We’re the proud new parents to Genie the Tripawd Corgi, a three-year-old female Pembroke Welsh Corgi. We adopted Genie last month (March 20201) from South Korea, through Hope for Donghae Paws, an organization that coordinates adoptions in Korea, bringing dogs to permanent forever homes here in the D.C. area.
Genie is a right hind leg amputee. At the beginning of 2020, her original owners in South Korea were in a horrible car accident, and Genie was in the car with them. She suffered traumatic damage to both of her hind legs and hip. Due to financial hardship, the original owners were not able to immediately pay for Genie’s surgery and medical costs, and thus, surrendered her to a shelter.
Because Genie did not receive immediate care, both of her hind legs were at risk for amputation. But, due to the kindness of several donors in South Korea, an organization was able to crowdfund over $8,000 USD to pay for an emergency amputation to her right hind leg (which doctors could not salvage). They were fortunately able to treat the injuries to her left hind leg.
Free Canine Rehab Helps Tripawd Corgi Genie
This time, we visited the rehabilitation department of the Friendship Hospital for Animals where she received her initial consultation with Janay Austin-Carlson, LVT, CCRP. During our first one hour visit, Genie received physical manipulation, as well as a laser therapy treatment. Dr. Austin-Carlson said that Genie was in pretty good shape, except for a bit of muscle straining in her hamstring as well as muscular tension behind her shoulder blades.

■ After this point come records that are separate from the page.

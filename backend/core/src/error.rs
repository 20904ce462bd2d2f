use thiserror::Error;

/// Top-level error type for the PlantGuard diagnosis flow.
///
/// Everything below the HTTP/CLI boundary fails with one of these; the
/// boundary converts them into the Error view with the `Display` message.
#[derive(Debug, Error)]
pub enum DiagnosisError {
    #[error("unsupported media type \"{0}\": please upload a valid image file")]
    InvalidMediaType(String),

    #[error("could not reach the inference endpoint: {0}")]
    Transport(String),

    #[error("{message}")]
    Api { status: u16, message: String },

    #[error("empty response from AI")]
    EmptyResponse,

    #[error("failed to parse diagnosis results: {0}")]
    MalformedJson(String),

    #[error("invalid diagnosis structure: {0}")]
    InvalidSchema(String),

    #[error("invalid transition: cannot {action} while {from}")]
    InvalidTransition {
        from: &'static str,
        action: &'static str,
    },
}

impl DiagnosisError {
    /// Generic status-coded API error, used when the endpoint's reply
    /// carries no error message of its own.
    pub fn api_status(status: u16) -> Self {
        Self::Api {
            status,
            message: format!("API error: {status}"),
        }
    }
}
//! Upload/preview manager.
//!
//! Validates an incoming file's media type, base64-encodes its bytes, and
//! drives the session from Empty to Previewing. No network activity happens
//! here.

use std::path::Path;

use base64::{engine::general_purpose::STANDARD, Engine};
use bytes::Bytes;
use tracing::info;

use plantguard_core::{DiagnosisError, EncodedImage, Session};

use crate::mime_detect::{detect_mime_type, is_image};

/// Encode raw image bytes as base64 with their media type.
pub fn encode_image(media_type: &str, bytes: &[u8]) -> EncodedImage {
    EncodedImage {
        media_type: media_type.to_string(),
        data: STANDARD.encode(bytes),
    }
}

/// Accept a file for preview.
///
/// The declared MIME wins when present; otherwise it is detected from the
/// filename extension. Non-image types fail with `InvalidMediaType` and the
/// session is left untouched.
pub fn submit_file(
    session: &mut Session,
    filename: &str,
    declared_mime: Option<&str>,
    bytes: Bytes,
) -> Result<(), DiagnosisError> {
    let mime = match declared_mime {
        Some(m) if !m.is_empty() && m != "application/octet-stream" => m.to_string(),
        _ => detect_mime_type(Path::new(filename)).to_string(),
    };

    if !is_image(&mime) {
        return Err(DiagnosisError::InvalidMediaType(mime));
    }

    info!(filename, mime = %mime, size = bytes.len(), "accepted upload");
    session.preview(encode_image(&mime, &bytes))
}

/// Clear the current image and any prior report, returning to Empty.
pub fn reset(session: &mut Session) {
    session.reset();
}
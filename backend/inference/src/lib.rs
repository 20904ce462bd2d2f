pub mod normalize;
pub mod pipeline;
pub mod prompt;
pub mod provider;

pub use normalize::normalize;
pub use pipeline::DiagnosisPipeline;
pub use provider::{GeminiProvider, MockProvider, VisionProvider, VisionRequest};
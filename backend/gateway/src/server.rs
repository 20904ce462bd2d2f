//! HTTP server bootstrap.

use std::net::SocketAddr;
use std::sync::Arc;

use anyhow::Result;
use tokio::net::TcpListener;
use tracing::info;

use crate::api::{build_router, AppState};

/// Bind and serve the diagnosis page and API until the process exits.
pub async fn start_server(addr: SocketAddr, state: Arc<AppState>) -> Result<()> {
    let app = build_router(state);

    info!("PlantGuard gateway listening on {}", addr);
    let listener = TcpListener::bind(&addr).await?;
    axum::serve(listener, app).await?;

    Ok(())
}
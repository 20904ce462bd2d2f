pub mod html;
pub mod text;
pub mod view;

pub use html::render_report_html;
pub use text::render_report_text;
pub use view::{view_model, ViewModel};
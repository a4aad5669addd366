use std::fmt;

/// Direction an announcement was received from, relative to the receiving AS.
/// Ordering of the discriminants matters: it is the Gao-Rexford local-pref
/// ranking (higher wins), so do not renumber without re-checking
/// `Policy::compare_announcements`.
#[derive(Debug, Clone, Copy, PartialEq, Eq, Hash, PartialOrd, Ord, serde::Serialize, serde::Deserialize)]
#[repr(u8)]
pub enum Relationships {
    Providers = 1,
    Peers = 2,
    Customers = 3,
    Origin = 4,
    Unknown = 5,
}

impl Relationships {
    pub fn invert(&self) -> Self {
        match self {
            Relationships::Providers => Relationships::Customers,
            Relationships::Customers => Relationships::Providers,
            Relationships::Peers => Relationships::Peers,
            Relationships::Origin => Relationships::Origin,
            Relationships::Unknown => Relationships::Unknown,
        }
    }

    /// Local-preference ranking used by Gao-Rexford (higher is better).
    /// `Unknown` should never reach this comparison; see `valid_ann`.
    pub fn local_pref(&self) -> u8 {
        *self as u8
    }
}

impl fmt::Display for Relationships {
    fn fmt(&self, f: &mut fmt::Formatter<'_>) -> fmt::Result {
        let s = match self {
            Relationships::Providers => "PROVIDERS",
            Relationships::Peers => "PEERS",
            Relationships::Customers => "CUSTOMERS",
            Relationships::Origin => "ORIGIN",
            Relationships::Unknown => "UNKNOWN",
        };
        write!(f, "{}", s)
    }
}

#[derive(Debug, Clone, Copy, PartialEq, Eq, Hash)]
pub enum ASNGroups {
    Tier1,
    Ixps,
    Stubs,
    Multihomed,
    StubsOrMh,
    Transit,
    Etc,
    AllWoutIxps,
}

impl fmt::Display for ASNGroups {
    fn fmt(&self, f: &mut fmt::Formatter<'_>) -> fmt::Result {
        let s = match self {
            ASNGroups::Tier1 => "TIER_1",
            ASNGroups::Ixps => "IXPS",
            ASNGroups::Stubs => "STUBS",
            ASNGroups::Multihomed => "MULTIHOMED",
            ASNGroups::StubsOrMh => "STUBS_OR_MH",
            ASNGroups::Transit => "TRANSIT",
            ASNGroups::Etc => "ETC",
            ASNGroups::AllWoutIxps => "ALL_WOUT_IXPS",
        };
        write!(f, "{}", s)
    }
}

/// A single composable policy extension. Unlike the single `Settings` enum
/// this replaces, an AS can have any number of these enabled at once -- see
/// `SettingsSet` and `Policy::valid_ann`.
#[derive(Debug, Clone, Copy, PartialEq, Eq, Hash, serde::Serialize, serde::Deserialize)]
#[repr(u8)]
pub enum Setting {
    Rov = 0,
    PeerRov = 1,
    Aspa = 2,
    AspaN = 3,
    Asra = 4,
    AsPathEdgeFilter = 5,
    EnforceFirstAs = 6,
    OnlyToCustomers = 7,
    PathEnd = 8,
    PeerLockLite = 9,
    Bgpsec = 10,
    Bgpisec = 11,
    BgpisecTransitive = 12,
    RovppV1Lite = 13,
    RovppV2Lite = 14,
    RovppV2iLite = 15,
    ProviderConeId = 16,
    OriginPrefixHijackCustomers = 17,
    FirstAsnStrippingPrefixHijackCustomers = 18,
}

impl Setting {
    pub const ALL: [Setting; 19] = [
        Setting::Rov,
        Setting::PeerRov,
        Setting::Aspa,
        Setting::AspaN,
        Setting::Asra,
        Setting::AsPathEdgeFilter,
        Setting::EnforceFirstAs,
        Setting::OnlyToCustomers,
        Setting::PathEnd,
        Setting::PeerLockLite,
        Setting::Bgpsec,
        Setting::Bgpisec,
        Setting::BgpisecTransitive,
        Setting::RovppV1Lite,
        Setting::RovppV2Lite,
        Setting::RovppV2iLite,
        Setting::ProviderConeId,
        Setting::OriginPrefixHijackCustomers,
        Setting::FirstAsnStrippingPrefixHijackCustomers,
    ];

    fn bit(self) -> u32 {
        1u32 << (self as u8)
    }
}

/// A bitset of simultaneously-enabled `Setting`s for one AS. An empty set is
/// plain BGP.
#[derive(Debug, Clone, Copy, PartialEq, Eq, Default, Hash, serde::Serialize, serde::Deserialize)]
pub struct SettingsSet(u32);

impl SettingsSet {
    pub fn empty() -> Self {
        SettingsSet(0)
    }

    pub fn single(setting: Setting) -> Self {
        SettingsSet(setting.bit())
    }

    pub fn contains(&self, setting: Setting) -> bool {
        self.0 & setting.bit() != 0
    }

    pub fn insert(&mut self, setting: Setting) {
        self.0 |= setting.bit();
    }

    pub fn remove(&mut self, setting: Setting) {
        self.0 &= !setting.bit();
    }

    pub fn is_empty(&self) -> bool {
        self.0 == 0
    }

    pub fn iter(&self) -> impl Iterator<Item = Setting> + '_ {
        Setting::ALL.iter().copied().filter(move |s| self.contains(*s))
    }
}

impl FromIterator<Setting> for SettingsSet {
    fn from_iter<T: IntoIterator<Item = Setting>>(iter: T) -> Self {
        let mut set = SettingsSet::empty();
        for s in iter {
            set.insert(s);
        }
        set
    }
}

#[derive(Debug, Clone, Copy, PartialEq, Eq, PartialOrd, Ord, serde::Serialize, serde::Deserialize)]
#[repr(u8)]
pub enum ROAValidity {
    Valid = 0,
    Unknown = 1,
    InvalidLength = 2,
    InvalidOrigin = 3,
    InvalidLengthAndOrigin = 4,
}

impl ROAValidity {
    pub fn is_invalid(&self) -> bool {
        matches!(
            self,
            ROAValidity::InvalidLength | ROAValidity::InvalidOrigin | ROAValidity::InvalidLengthAndOrigin
        )
    }
}

impl fmt::Display for ROAValidity {
    fn fmt(&self, f: &mut fmt::Formatter<'_>) -> fmt::Result {
        let s = match self {
            ROAValidity::Valid => "VALID",
            ROAValidity::Unknown => "UNKNOWN",
            ROAValidity::InvalidLength => "INVALID_LENGTH",
            ROAValidity::InvalidOrigin => "INVALID_ORIGIN",
            ROAValidity::InvalidLengthAndOrigin => "INVALID_LENGTH_AND_ORIGIN",
        };
        write!(f, "{}", s)
    }
}

#[derive(Debug, Clone, Copy, PartialEq, Eq)]
#[repr(u8)]
pub enum ROARouted {
    Routed = 0,
    Unknown = 1,
    NonRouted = 2,
}

#[derive(Debug, Clone, Copy, PartialEq, Eq)]
#[repr(u8)]
pub enum Timestamps {
    Victim = 0,
    Attacker = 1,
}

/// Wire-level outcome of the data-plane traceback for one AS.
#[derive(Debug, Clone, Copy, PartialEq, Eq, serde::Serialize, serde::Deserialize)]
#[repr(u8)]
pub enum Outcomes {
    AttackerSuccess = 0,
    LegitimateOriginSuccess = 1,
    Disconnected = 2,
    DataPlaneLoop = 3,
}

#[derive(Debug, Clone, Copy, PartialEq, Eq)]
pub struct CommonASNs;

impl CommonASNs {
    pub const ATTACKER: u32 = 666;
    pub const VICTIM: u32 = 777;
}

We were given a list of daily (1-2 times) home exercises, including Passive Range of Motion (PROM) and weight shifting from leg to leg. They also suggested terrain change and walking in a zig-zag pattern on an incline. There are also instructions for massage. A final exercise called “Paws Up” has her stand on her hind leg, putting weight on it while she is offered a treat from above, propping her front limbs on a step. These are all to extend mobility and strengthen her core and hind leg.
The most important thing that I learned through our consultation was that strengthening does not come from longer walks (which I had initially thought!) but through core strengthening and exercises.